### WHAT THE TASK REQUIRES
In the records below, some lines contain the word "available". Copy each of them.

Start of Block

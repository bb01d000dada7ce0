//! Reward catalog browsing and redemption.

use anyhow::Context;
use clap::Subcommand;
use greenkart_backend::{CoinLedger, SupabaseClient};
use greenkart_core::{shortfall, AppConfig, RewardItem};

use crate::DEFAULT_USER_ID;

#[derive(Debug, Subcommand)]
pub enum RewardsCommands {
    /// List rewards, marking which ones a balance can afford
    List {
        /// Balance to compare costs against
        #[arg(long)]
        balance: Option<u32>,

        /// Read rewards from the backend instead of the local catalog
        #[arg(long)]
        remote: bool,
    },
    /// Redeem a reward if the user's balance covers it
    Redeem {
        reward_id: String,

        #[arg(long, default_value = DEFAULT_USER_ID)]
        user: String,
    },
}

pub(crate) async fn run_rewards(config: &AppConfig, command: RewardsCommands) -> anyhow::Result<()> {
    match command {
        RewardsCommands::List { balance, remote } => {
            let rewards = if remote {
                let backend = SupabaseClient::from_config(config)?;
                greenkart_backend::list_rewards(&backend).await?
            } else {
                greenkart_core::load_reward_catalog(&config.rewards_path)?.rewards
            };
            for line in format_reward_list(&rewards, balance) {
                println!("{line}");
            }
            Ok(())
        }
        RewardsCommands::Redeem { reward_id, user } => {
            run_redeem(config, &reward_id, &user).await
        }
    }
}

pub(crate) fn format_reward_list(rewards: &[RewardItem], balance: Option<u32>) -> Vec<String> {
    if rewards.is_empty() {
        return vec!["no rewards available".to_string()];
    }

    rewards
        .iter()
        .map(|r| {
            let status = match balance.map(|b| shortfall(b, r.cost)) {
                None => String::new(),
                Some(None) => "  [available]".to_string(),
                Some(Some(needed)) => format!("  [need {needed} more]"),
            };
            format!("{:<4}{:<28}{:>5} EcoCoins{status}", r.id, r.name, r.cost)
        })
        .collect()
}

/// Checks the user's balance against the catalog cost, then records the
/// redemption. The check and the insert are separate requests.
async fn run_redeem(config: &AppConfig, reward_id: &str, user: &str) -> anyhow::Result<()> {
    let backend = SupabaseClient::from_config(config)?;
    let catalog = greenkart_core::load_reward_catalog(&config.rewards_path)?;

    let scans = greenkart_backend::list_scans(&backend, user, None).await?;
    let redemptions = greenkart_backend::list_redemptions(&backend, user).await?;
    let ledger = CoinLedger::new(&scans, &redemptions, &catalog);

    let item = greenkart_backend::check_redemption(&ledger, &catalog, reward_id)?;
    greenkart_backend::redeem_reward(&backend, user, reward_id)
        .await
        .with_context(|| format!("failed to redeem reward {reward_id} for {user}"))?;

    println!(
        "Redeemed \"{}\" for {} EcoCoins; remaining balance {}",
        item.name,
        item.cost,
        ledger.balance().saturating_sub(item.cost)
    );
    Ok(())
}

End of Block

### SOLUTION FOR THIS TASK
        return vec!["no rewards available".to_string()];
                Some(None) => "  [available]".to_string(),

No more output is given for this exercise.